Oh yeah White Stripes at Empress Ballrooms is also fantastic
another vote for hawkwinds space ritual
Lemmy and brock absolutely at their best just going for it
Helloween live in the UK
Iron maiden live after death
Pwei weirds bar and grill
Muse haarp
Pearl Jam - live at Benaroya Hall
Geoff Achison and the Souldiggers - Souldiggin' in the U.K.
Zappa - Live at the Roxy, Make a Jazz Noise Here + dozens more.
He's right you know. A massive collection and mostly recorded live.
Oh and Free Live.
Jean-Jacques Goldman, En Public.
Slade Alive.
Both originals on worn vinyl of course.
There are more and more TV sets and concert recordings appearing on YouTube that are every bit as good if not better than the official live albums. This one for example:
Edit, you have to click the link to view as it's blocked when integrated. Or right click the link and open it in another window so you can run it while posting.
UFO, ACDC and Thin Lizzy as above, as I've always liked rock, and recently, Alison Moyets Minutes and Seconds,
Wheres The Dead maaaaaannn.
More live compilations as opposed to straight albums, but I love Chris Cornell's Songbook and John Butler's Tin Shed Tales. Two amazing artists stripped to voice and guitar.
Hanx - SLF
Live at theGrand Opera House - Van Morrisson
Kick starting a back firing nation - The neurotics
Also...
IAM - Retour aux pyramides
Black Sabbath Live evil, probably my favorite album
Deep Purple, Made in Japan
Wheres The Dead maaaaaannn.
(Not sure if serious)
The thing is, where do you start? A gazillion live albumns, each one with moments of genius. Unfortunately nearly all with moments of tedious free form indulgence.
Live dead is undeniably good and I like some of the ones around 71
Wish I'd seen them back when I was into that kind of thing
Dylan at Budokan
The Last Waltz
The Song Remains The Same
Rory Gallagher - Prefer "Irish Tour" to "Live in Europe" but it's a close run thing!
MC5 - The intro to Kick Out The Jams (i.e. before the music even starts) is pure adrenaline, love it.
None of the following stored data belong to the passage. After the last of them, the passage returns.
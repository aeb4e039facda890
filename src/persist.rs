//! Atomic JSON state files.
//!
//! Every write goes temp file → fsync → rename so a crash mid-write leaves
//! either the previous file or the new one, never a truncated one.

use crate::error::{BotError, Result};
use serde::Serialize;
use serde::de::DeserializeOwned;
use std::io::Write;
use std::path::{Path, PathBuf};

/// Read a JSON state file, returning `T::default()` when it does not exist.
///
/// # Errors
/// Returns `BotError::Config` when the file exists but cannot be read or
/// parsed. Startup treats that as fatal.
pub fn read_json_or_default<T>(path: &Path) -> Result<T>
where
    T: DeserializeOwned + Default,
{
    let bytes = match std::fs::read(path) {
        Ok(bytes) => bytes,
        Err(e) if e.kind() == std::io::ErrorKind::NotFound => return Ok(T::default()),
        Err(e) => {
            return Err(BotError::Config(format!(
                "cannot read '{}': {e}",
                path.display()
            )));
        }
    };

    if bytes.iter().all(u8::is_ascii_whitespace) {
        return Ok(T::default());
    }

    serde_json::from_slice(&bytes)
        .map_err(|e| BotError::Config(format!("cannot parse '{}': {e}", path.display())))
}

/// Serialize `value` and atomically replace `path` with it.
///
/// # Errors
/// Returns `BotError::Persistence` on serialization, write, sync or rename
/// failure.
pub fn write_json_atomic<T: Serialize>(path: &Path, value: &T) -> Result<()> {
    let json = serde_json::to_vec_pretty(value)
        .map_err(|e| BotError::Persistence(format!("cannot serialize state: {e}")))?;

    if let Some(parent) = path.parent().filter(|p| !p.as_os_str().is_empty()) {
        std::fs::create_dir_all(parent).map_err(|e| {
            BotError::Persistence(format!(
                "cannot create state directory '{}': {e}",
                parent.display()
            ))
        })?;
    }

    let tmp_path = temp_path_for(path);
    let mut file = std::fs::File::create(&tmp_path).map_err(|e| {
        BotError::Persistence(format!(
            "cannot create temp file '{}': {e}",
            tmp_path.display()
        ))
    })?;
    file.write_all(&json)
        .map_err(|e| BotError::Persistence(format!("cannot write temp file: {e}")))?;
    file.sync_all()
        .map_err(|e| BotError::Persistence(format!("cannot sync temp file: {e}")))?;

    std::fs::rename(&tmp_path, path).map_err(|e| {
        BotError::Persistence(format!(
            "cannot rename '{}' to '{}': {e}",
            tmp_path.display(),
            path.display()
        ))
    })
}

fn temp_path_for(path: &Path) -> PathBuf {
    let tmp_name = format!(
        ".{}.tmp-{}",
        path.file_name().and_then(|n| n.to_str()).unwrap_or("state"),
        std::process::id()
    );
    path.parent()
        .map(|p| p.join(&tmp_name))
        .unwrap_or_else(|| PathBuf::from(&tmp_name))
}
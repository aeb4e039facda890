//! Foulbot: community points awarded by reaction-vote polls.
//!
//! A member proposes a point change for another member. The bot posts a poll
//! message, and when the poll's deadline passes the approve and reject
//! reactions are counted. A strict majority of approvals applies the change
//! to the points ledger.
//!
//! # Architecture
//!
//! - **Polls**: in-memory registry, durable store, per-poll deadline timers,
//!   the conclusion engine and startup recovery
//! - **Ledger**: persisted balances and the leaderboard
//! - **Platform**: chat traits and their Discord REST/gateway implementation
//! - **Service / commands**: the operations exposed to `!points` commands

pub mod app_dirs;
pub mod commands;
pub mod config;
pub mod error;
pub mod ledger;
pub mod logging;
pub mod persist;
pub mod platform;
pub mod polls;
pub mod service;

#[cfg(test)]
pub(crate) mod test_utils;

pub use config::BotConfig;
pub use error::{BotError, FatalReporter, Result};
pub use service::{PointsService, ProposalRequest, ServiceSettings};
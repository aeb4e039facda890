use crate::error::{BotError, Result};
use crate::platform::traits::{DisplayNameResolver, NotificationSink, PollPoster, VoteTallySource};
use async_trait::async_trait;
use serde::Deserialize;
use serde_json::json;
use tracing::{debug, warn};

/// Discord REST API client.
#[derive(Debug, Clone)]
pub struct DiscordRest {
    bot_token: String,
    api_base: String,
    client: reqwest::Client,
}

#[derive(Debug, Deserialize)]
struct DiscordUser {
    id: String,
    username: String,
    #[serde(default)]
    global_name: Option<String>,
}

#[derive(Debug, Deserialize)]
struct DiscordMessage {
    id: String,
}

impl DiscordRest {
    #[must_use]
    pub fn new(bot_token: impl Into<String>, api_base: impl Into<String>) -> Self {
        Self {
            bot_token: bot_token.into(),
            api_base: api_base.into().trim_end_matches('/').to_owned(),
            client: reqwest::Client::new(),
        }
    }

    /// REST base URL, without a trailing slash.
    #[must_use]
    pub fn api_base(&self) -> &str {
        &self.api_base
    }

    pub(crate) fn bot_token(&self) -> &str {
        &self.bot_token
    }

    /// Our own user id from `/users/@me`.
    ///
    /// This is also the startup check that the token is accepted and the API
    /// is reachable. Recovery must not run against a platform that cannot
    /// answer tally queries, so any failure is a `Config` error.
    ///
    /// # Errors
    /// Returns `BotError::Config` when the request fails or is rejected.
    pub async fn current_user_id(&self) -> Result<String> {
        self.get::<DiscordUser>("/users/@me")
            .await
            .map(|user| user.id)
            .map_err(|e| BotError::Config(format!("cannot start a Discord session: {e}")))
    }

    fn url(&self, path: &str) -> String {
        format!("{}{path}", self.api_base)
    }

    fn authorize(&self, request: reqwest::RequestBuilder) -> reqwest::RequestBuilder {
        request.header("Authorization", format!("Bot {}", self.bot_token))
    }

    async fn get<T: serde::de::DeserializeOwned>(&self, path: &str) -> Result<T> {
        let response = self
            .authorize(self.client.get(self.url(path)))
            .send()
            .await
            .map_err(|e| BotError::Platform(format!("GET {path}: {e}")))?;
        let response = check_status("GET", path, response).await?;
        response
            .json()
            .await
            .map_err(|e| BotError::Platform(format!("GET {path}: bad response body: {e}")))
    }

    async fn seed_reaction(&self, channel_id: &str, message_id: &str, reaction: &str) -> Result<()> {
        let path = format!(
            "{}/@me",
            Self::reaction_path(channel_id, message_id, reaction)
        );
        let response = self
            .authorize(self.client.put(self.url(&path)))
            .header("Content-Length", "0")
            .send()
            .await
            .map_err(|e| BotError::Platform(format!("PUT {path}: {e}")))?;
        check_status("PUT", &path, response).await?;
        Ok(())
    }

    async fn delete_message(&self, channel_id: &str, message_id: &str) {
        let path = format!("/channels/{channel_id}/messages/{message_id}");
        let result = match self
            .authorize(self.client.delete(self.url(&path)))
            .send()
            .await
        {
            Ok(response) => check_status("DELETE", &path, response).await.map(|_| ()),
            Err(e) => Err(BotError::Platform(format!("DELETE {path}: {e}"))),
        };
        if let Err(e) = result {
            warn!("cannot remove unseeded poll message {message_id}: {e}");
        }
    }

    fn reaction_path(channel_id: &str, message_id: &str, reaction: &str) -> String {
        format!(
            "/channels/{channel_id}/messages/{message_id}/reactions/{}",
            urlencoding::encode(reaction)
        )
    }
}

async fn check_status(
    method: &str,
    path: &str,
    response: reqwest::Response,
) -> Result<reqwest::Response> {
    if response.status().is_success() {
        return Ok(response);
    }
    let status = response.status();
    let body = response.text().await.unwrap_or_default();
    Err(BotError::Platform(format!(
        "{method} {path} failed ({status}): {body}"
    )))
}

#[async_trait]
impl VoteTallySource for DiscordRest {
    async fn reactors(
        &self,
        channel_id: &str,
        message_id: &str,
        reaction: &str,
        limit: u16,
    ) -> Result<Vec<String>> {
        let path = format!(
            "{}?limit={limit}",
            Self::reaction_path(channel_id, message_id, reaction)
        );
        let users: Vec<DiscordUser> = self.get(&path).await?;
        Ok(users.into_iter().map(|u| u.id).collect())
    }
}

#[async_trait]
impl NotificationSink for DiscordRest {
    async fn notify(&self, channel_id: &str, text: &str) -> Result<()> {
        let path = format!("/channels/{channel_id}/messages");
        let body = json!({
            "content": text,
            "allowed_mentions": { "parse": ["users"] }
        });
        let response = self
            .authorize(self.client.post(self.url(&path)))
            .json(&body)
            .send()
            .await
            .map_err(|e| BotError::Platform(format!("POST {path}: {e}")))?;
        check_status("POST", &path, response).await?;
        Ok(())
    }
}

#[async_trait]
impl PollPoster for DiscordRest {
    async fn post_poll(&self, channel_id: &str, text: &str, reactions: &[&str]) -> Result<String> {
        let path = format!("/channels/{channel_id}/messages");
        let body = json!({
            "content": text,
            "allowed_mentions": { "parse": ["users"] }
        });
        let response = self
            .authorize(self.client.post(self.url(&path)))
            .json(&body)
            .send()
            .await
            .map_err(|e| BotError::Platform(format!("POST {path}: {e}")))?;
        let message: DiscordMessage = check_status("POST", &path, response)
            .await?
            .json()
            .await
            .map_err(|e| BotError::Platform(format!("POST {path}: bad response body: {e}")))?;

        for reaction in reactions {
            if let Err(e) = self.seed_reaction(channel_id, &message.id, reaction).await {
                // Nothing will ever conclude a poll we do not register.
                self.delete_message(channel_id, &message.id).await;
                return Err(e);
            }
        }

        debug!("posted poll message {} in {channel_id}", message.id);
        Ok(message.id)
    }
}

#[async_trait]
impl DisplayNameResolver for DiscordRest {
    async fn display_name(&self, participant_id: &str) -> Result<String> {
        let user: DiscordUser = self.get(&format!("/users/{participant_id}")).await?;
        Ok(user
            .global_name
            .filter(|name| !name.trim().is_empty())
            .unwrap_or(user.username))
    }
}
Edit: there's a sacrilegious version floating around out there where they've bowldlerised track two to make him say 'Kick out the jams - brothers and sisters!' Heresy.
Band of Gypsies - Hendrix goes funk, might have been an indication of the direction he was going in, shame we never got to hear more.
Ten Years After - Undead.
I think 'I'm Going Home' from their Woodstock set was one of my favourite moments from the movie, at least on a par with Santana's Soul Sacrifice and Sly and the Family's 'Wanna Take You Higher'.
'Undead' is a sort of studio cum live set, in as much as it's all played live to a small audience, in the studio. Still awesome, my biggest musical regret is missing Alvin Lee in Edinburgh, because I only knew the band's name and not their lead guitarist 🙁
Thin Lizzie Live and dangerous- I saw them live during the tour it was recorded on
The Tubes -What do you want from Live? Actually not necessarily the best but the memories of the Summer of 1978 it invokes.....
On a completely different scale to most of what's been posted, for those who appreciate music that's been recorded by three people sat in a Wisconsin living room with a DAT recorder and a single stereo mic and the ability to sing well together and harmonise live, then RedBird is as good an album as you'll find. It's Kris Delmhorst, Jeffrey Foucault and Peter Mulvey with David Goodrich producing and adding slide and mandolin, with Kris on fiddle.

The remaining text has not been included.